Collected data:
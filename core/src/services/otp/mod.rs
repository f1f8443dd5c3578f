//! One-time code service module
//!
//! This module provides the phone-bound code workflow:
//! - Lazy per-identity secret creation
//! - Time-step code computation and validation
//! - Minimum send interval between two codes
//! - Per-identity serialisation of issuance

mod clock;
mod code_engine;
mod config;
mod locks;
mod rate_limit;
mod service;
mod traits;
mod types;


pub use clock::{Clock, ManualClock, SystemClock};
pub use code_engine::CodeEngine;
pub use config::{OtpServiceConfig, SendWindowPolicy, DEFAULT_DISPATCH_TIMEOUT};
pub use locks::{IdentityGuard, IdentityLocks};
pub use rate_limit::{RateLimiter, SendDecision};
pub use service::OtpService;
pub use traits::Notifier;
pub use types::IssuedCode;
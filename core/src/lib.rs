//! # OTP Core
//!
//! Core business logic for phone-bound one-time codes.
//! This crate contains the secret entity and code parameters, the secret store
//! interface, the OTP service and the error types it reports.

pub mod domain;
pub mod errors;
pub mod repositories;
pub mod services;

// Re-export commonly used types for convenience
pub use domain::{CodeParameters, Digits, HashAlgorithm, Secret};
pub use errors::{OtpError, OtpResult};
pub use repositories::SecretStore;
pub use services::*;
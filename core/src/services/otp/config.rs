//! Configuration for the OTP service

use std::fmt;
use std::str::FromStr;
use std::time::Duration;

use otp_shared::config::OtpSettings;

use crate::domain::value_objects::code_parameters::{CodeParameters, Digits, HashAlgorithm};
use crate::errors::{OtpError, OtpResult};

/// Default bound on a single notifier call
pub const DEFAULT_DISPATCH_TIMEOUT: Duration = Duration::from_secs(10);

/// When an issuance consumes the identity's send window
#[derive(Debug, Clone, Copy, PartialEq, Eq, Default)]
pub enum SendWindowPolicy {
    /// Record the send time before dispatch; a failed dispatch still
    /// consumes the window
    #[default]
    ReserveBeforeDispatch,
    /// Record the send time only once the notifier accepted the code
    CommitAfterDispatch,
}

impl fmt::Display for SendWindowPolicy {
    fn fmt(&self, f: &mut fmt::Formatter<'_>) -> fmt::Result {
        match self {
            SendWindowPolicy::ReserveBeforeDispatch => write!(f, "reserve"),
            SendWindowPolicy::CommitAfterDispatch => write!(f, "commit"),
        }
    }
}

impl FromStr for SendWindowPolicy {
    type Err = OtpError;

    fn from_str(s: &str) -> Result<Self, Self::Err> {
        match s.trim().to_lowercase().as_str() {
            "reserve" => Ok(SendWindowPolicy::ReserveBeforeDispatch),
            "commit" => Ok(SendWindowPolicy::CommitAfterDispatch),
            other => Err(OtpError::InvalidParameters {
                message: format!("unknown send policy: {} (expected reserve or commit)", other),
            }),
        }
    }
}

/// Process-wide OTP service configuration, immutable once built
#[derive(Debug, Clone)]
pub struct OtpServiceConfig {
    /// Code computation parameters
    pub code: CodeParameters,
    /// Minimum time between two sends to one identity
    pub send_interval: Duration,
    /// Issuer label recorded on new secrets
    pub issuer: String,
    /// Upper bound on a notifier call
    pub dispatch_timeout: Duration,
    /// Send window consumption policy
    pub send_policy: SendWindowPolicy,
}

impl Default for OtpServiceConfig {
    fn default() -> Self {
        Self {
            code: CodeParameters::default(),
            send_interval: Duration::from_secs(30),
            issuer: "TOTPService".to_string(),
            dispatch_timeout: DEFAULT_DISPATCH_TIMEOUT,
            send_policy: SendWindowPolicy::default(),
        }
    }
}

impl OtpServiceConfig {
    /// Validate raw settings into a service configuration
    ///
    /// An unknown hash algorithm falls back to SHA1 with a warning. A digit
    /// count other than 6 or 8, a zero period or an unknown send policy is
    /// rejected.
    pub fn from_settings(settings: &OtpSettings, dispatch_timeout: Duration) -> OtpResult<Self> {
        let algorithm = settings
            .algorithm
            .parse::<HashAlgorithm>()
            .unwrap_or_else(|_| {
                tracing::warn!(
                    algorithm = %settings.algorithm,
                    "Unknown TOTP algorithm, falling back to SHA1"
                );
                HashAlgorithm::Sha1
            });
        let digits = Digits::try_from(settings.digits)?;
        let code = CodeParameters::new(settings.period_secs, digits, algorithm, settings.skew)?;
        let send_policy = settings.send_policy.parse::<SendWindowPolicy>()?;

        Ok(Self {
            code,
            send_interval: Duration::from_secs(settings.interval_secs),
            issuer: settings.issuer.clone(),
            dispatch_timeout,
            send_policy,
        })
    }
}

Task goal =>
Check each line of the records for the word "once" and extract those that contain it.

Exercise response =>
    /// Record the send time only once the notifier accepted the code
/// Process-wide OTP service configuration, immutable once built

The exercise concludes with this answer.